Colunista
Luiz Geraldo Mazza

08.12.14
Subversos controversos e reversos, haja versos
Foto: Reprodução/site freeimages.com

A paranoia nos levava a transformar qualquer lugar num ‘’aparelho’’: lembro de um encontro com o compositor Zé Keti, em pleno fulgor do regime, tirando sarro da mobilização feminina e religiosa que deu o sinal para a ação dos militares em 1964. Toda gozação a posteriori, embora tenha função motivadora, para manter o time unido, tem eficácia limitada, mas no caso operava como uma ironia pelo fato de muitas das marchadeiras, aquela altura, já estarem fazendo uma revisão dos seus atos em função do que se dava na política e na economia.
“Você marchou pela democracia/ agora chia, agora chia”– algo mais ou menos assim como a nortear uma reversão, o que não viria tão cedo.
O voluntarismo estava em tudo e até nos versos de Geraldo Vandré no seu Pra não dizer que não falei de flores, o clássico “quem sabe faz a hora não espera acontecer”. O fato é que não soubemos fazer a hora em 1964 e quem soube foi a arregimentação civil-militar, pois ao desafiarmos a direita para manifestações de rua com o comício das reformas da Central do Brasil com 350 mil pessoas jamais imaginaríamos o arrastão das marchadeiras em concentrações de 700 mil e até um milhão de pessoas nas capitais brasileiras, apoiadas por religiosos ianques como o padre Peyton e obviamente pela CIA, e para completar a frota americana nas costas de Pernambuco pronta a qualquer eventualidade.
Acusava-se Jango Goulart de montar uma república sindicalista, o que só veio de verdade e para valer com o lulopetismo e o aparelhamento inclusive das agências de regulamentação que se seguiram às privatizações de FHC.

A relíquia
Encontro na Boca Maldita o advogado Antonio Amaral, secretário muitos anos do Partido Comunista no Paraná, e ele me diz que o “capitão” desejava falar comigo. Imaginei que o Prestes estivesse pela cidade, mas não era, e sim o capitão Agliberto, acusado em 1935 de ter participado da arregimentação na área militar precursora da aeronáutica.
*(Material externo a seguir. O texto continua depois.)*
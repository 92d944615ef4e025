use crate::entry::WalkEntry;
use crate::error::WalkError;
use logging::trace_flist;
use std::collections::HashSet;
use std::env;
use std::ffi::OsString;
use std::fs;
use std::io;
use std::path::{Path, PathBuf};

/// Depth-first iterator over a source tree.
///
/// A directory is yielded before its children and the children of every
/// directory are visited in byte order of their names, so the sequence of
/// relative paths is sorted in [`Path`] order.
#[derive(Debug)]
pub struct Walker {
    follow_symlinks: bool,
    root_entry: Option<WalkEntry>,
    stack: Vec<DirectoryState>,
    visited: HashSet<PathBuf>,
    pending: Option<WalkError>,
}

impl Walker {
    pub(crate) fn new(
        root: PathBuf,
        follow_symlinks: bool,
        include_root: bool,
    ) -> Result<Self, WalkError> {
        let root = absolutize(root)?;
        trace_flist!("building file list from {:?}", root);

        let metadata =
            stat(&root, follow_symlinks).map_err(|error| WalkError::root(root.clone(), error))?;

        let mut walker = Self {
            follow_symlinks,
            root_entry: None,
            stack: Vec::new(),
            visited: HashSet::new(),
            pending: None,
        };

        if metadata.is_dir() {
            let canonical =
                fs::canonicalize(&root).map_err(|error| WalkError::root(root.clone(), error))?;
            walker.visited.insert(canonical);
            let state = DirectoryState::read(root.clone(), PathBuf::new(), 0)
                .map_err(|error| WalkError::root(root.clone(), error))?;
            walker.stack.push(state);
        }

        if include_root {
            walker.root_entry = Some(WalkEntry {
                full_path: root,
                relative_path: PathBuf::new(),
                metadata,
                depth: 0,
            });
        }

        Ok(walker)
    }

    fn push_directory(
        &mut self,
        fs_path: PathBuf,
        relative_prefix: PathBuf,
        depth: usize,
    ) -> Result<(), WalkError> {
        let canonical = fs::canonicalize(&fs_path)
            .map_err(|error| WalkError::stat(fs_path.clone(), error))?;
        if !self.visited.insert(canonical) {
            trace_flist!("skipping already visited directory: {:?}", fs_path);
            return Ok(());
        }

        match DirectoryState::read(fs_path.clone(), relative_prefix, depth) {
            Ok(state) => self.stack.push(state),
            Err(error) => return Err(WalkError::list(fs_path, error)),
        }
        Ok(())
    }
}

impl Iterator for Walker {
    type Item = Result<WalkEntry, WalkError>;

    fn next(&mut self) -> Option<Self::Item> {
        if let Some(root) = self.root_entry.take() {
            return Some(Ok(root));
        }
        if let Some(error) = self.pending.take() {
            return Some(Err(error));
        }

        loop {
            let state = self.stack.last_mut()?;
            let Some(name) = state.next_name() else {
                self.stack.pop();
                continue;
            };

            let full_path = state.fs_path.join(&name);
            let relative_path = state.relative_prefix.join(&name);
            let depth = state.depth + 1;

            let metadata = match stat(&full_path, self.follow_symlinks) {
                Ok(metadata) => metadata,
                Err(error) => return Some(Err(WalkError::stat(full_path, error))),
            };

            if metadata.is_dir() {
                if let Err(error) =
                    self.push_directory(full_path.clone(), relative_path.clone(), depth)
                {
                    self.pending = Some(error);
                }
            }

            return Some(Ok(WalkEntry {
                full_path,
                relative_path,
                metadata,
                depth,
            }));
        }
    }
}

#[derive(Clone, Debug)]
struct DirectoryState {
    fs_path: PathBuf,
    relative_prefix: PathBuf,
    entries: Vec<OsString>,
    index: usize,
    depth: usize,
}

impl DirectoryState {
    fn read(fs_path: PathBuf, relative_prefix: PathBuf, depth: usize) -> io::Result<Self> {
        let mut entries = fs::read_dir(&fs_path)?
            .map(|entry| entry.map(|entry| entry.file_name()))
            .collect::<io::Result<Vec<_>>>()?;
        entries.sort();

        trace_flist!("found {} entries in {:?}", entries.len(), fs_path);

        Ok(Self {
            fs_path,
            relative_prefix,
            entries,
            index: 0,
            depth,
        })
    }

    fn next_name(&mut self) -> Option<OsString> {
        let name = self.entries.get(self.index).cloned();
        if name.is_some() {
            self.index += 1;
        }
        name
    }
}

/// Metadata of `path`, resolved through a symlink when `follow` is set.
///
/// A dangling symlink reports the link itself.
fn stat(path: &Path, follow: bool) -> io::Result<fs::Metadata> {
    let metadata = fs::symlink_metadata(path)?;
    if follow && metadata.file_type().is_symlink() {
        return Ok(fs::metadata(path).unwrap_or(metadata));
    }
    Ok(metadata)
}

fn absolutize(path: PathBuf) -> Result<PathBuf, WalkError> {
    if path.is_absolute() {
        Ok(path)
    } else {
        let cwd = env::current_dir().map_err(|error| WalkError::root(path.clone(), error))?;
        Ok(cwd.join(path))
    }
}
Repliquei que o encontro se poderia dar em qualquer ponto da cidade, ao que Amaral, assustado, achava que não, como se o velho combatente vivesse em permanente esconderijo.
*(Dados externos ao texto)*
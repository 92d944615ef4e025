//! Session summaries and throughput formatting.

use std::time::Duration;

const UNITS: [&str; 4] = ["KiB", "MiB", "GiB", "TiB"];

/// Renders a byte count with two decimals in the largest binary unit that
/// keeps the value at or above one, e.g. `"39.06 KiB"`.
#[must_use]
pub fn format_bytes(bytes: f64) -> String {
    if bytes < 1024.0 {
        return format!("{bytes:4.2} bytes");
    }
    let mut value = bytes;
    let mut unit = UNITS[0];
    for candidate in UNITS {
        value /= 1024.0;
        unit = candidate;
        if value < 1024.0 {
            break;
        }
    }
    format!("{value:4.2} {unit}")
}

/// Renders `bytes` transferred over `elapsed` as a per-second rate.
///
/// Durations shorter than one millisecond count as one millisecond.
#[must_use]
pub fn format_rate(bytes: u64, elapsed: Duration) -> String {
    let millis = elapsed.as_secs_f64() * 1000.0;
    let per_second = bytes as f64 * 1000.0 / millis.max(1.0);
    format!("{}/s", format_bytes(per_second))
}

/// Outcome of one sending session.
#[derive(Clone, Debug, Default, Eq, PartialEq)]
pub struct SendSummary {
    /// Items announced to the receiver.
    pub items: u64,
    /// File bodies streamed.
    pub files: u64,
    /// Directories announced.
    pub directories: u64,
    /// Items skipped locally or refused by the receiver.
    pub skipped: u64,
    /// Body bytes sent.
    pub bytes: u64,
    /// Files whose digests disagreed.
    pub digest_mismatches: u64,
    /// Wall-clock duration of the session.
    pub elapsed: Duration,
}

/// Outcome of one receiving session.
#[derive(Clone, Debug, Default, Eq, PartialEq)]
pub struct ReceiveSummary {
    /// Items announced by the sender.
    pub items: u64,
    /// File bodies written.
    pub files: u64,
    /// Directory items handled.
    pub directories: u64,
    /// Items refused.
    pub skipped: u64,
    /// Body bytes written.
    pub bytes: u64,
    /// Files whose digests disagreed.
    pub digest_mismatches: u64,
    /// Wall-clock duration of the session.
    pub elapsed: Duration,
}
Lembro que numa esteada democrática (e isso é permanente no Brasil) fizemos uma arregimentação contra o aumento do transporte coletivo com estudantes e após o meu discurso ouvi uma crítica do Agliberto: você, disse ele, poderia mostrar a ligação disso tudo com o imperialismo.
Das que permeiam ingenuidade e amor aos mínimos feitos, lembro de uma ida ao Seminário de Saletinos, todos com uma ânsia de participação que nascera com o papa João XXIII, mas que não continha ainda os elementos de doutrina e de filosofia da Teologia da Libertação de Leonardo e Clodovis Boff. Pelo fato de respondermos processo militar e de havermos sido atingidos pelo Ato Institucional éramos olhados como se um halo de luz nos aureolasse. De repente um seminarista com aquele tom ítalo-eclesiástico na fala me pede para ver uma relíquia que eles guardavam como um tesouro.
Imediatamente temi ver ossos de algum religioso, algo do gênero, a roupa de um beato, sangue na hóstia. O estudioso, emocionado, me mostrou um objeto de madeira com veludo protetor no interior e me disse “É a orelha do reitor!”. Um fragmento da estátua derrubada em 1968 e compondo a orelha da escultura do professor Flávio Suplicy de Lacerda num choque entre estudantes e PM na Reitoria estava ali como um referencial da batalha, a iconografia da resistência, misto de impulso revolucionário e religioso, algo permanente no ambiente de grupos como os da Ação Popular. Não tinha o simbolismo do Doutor Zequinha, estilingue à mão, como estudante de Medicina, apontando para o cavaleiro da PM que avança em sua direção no cerco ao Centro Politécnico, foto de Edison Jansen que ganhou o prêmio Esso. Coisas que enriquecem o imaginário da política e a ilusão do repeteco do Velho Testamento entre Davi e Golias e que ficam para sempre. A orelha e a foto são do mesmo momento de 1968 que, segundo Zuenir Ventura, um ano que não terminou, o que também não passa de outra ilusão. São os versos controversos da subversão da qual vi uma espécie de ai-kai forçado e mal composto ‘’Ser sub vivo/ sub ser vivo?/ subversivo!’’. Não havia outra opção decente e de gente.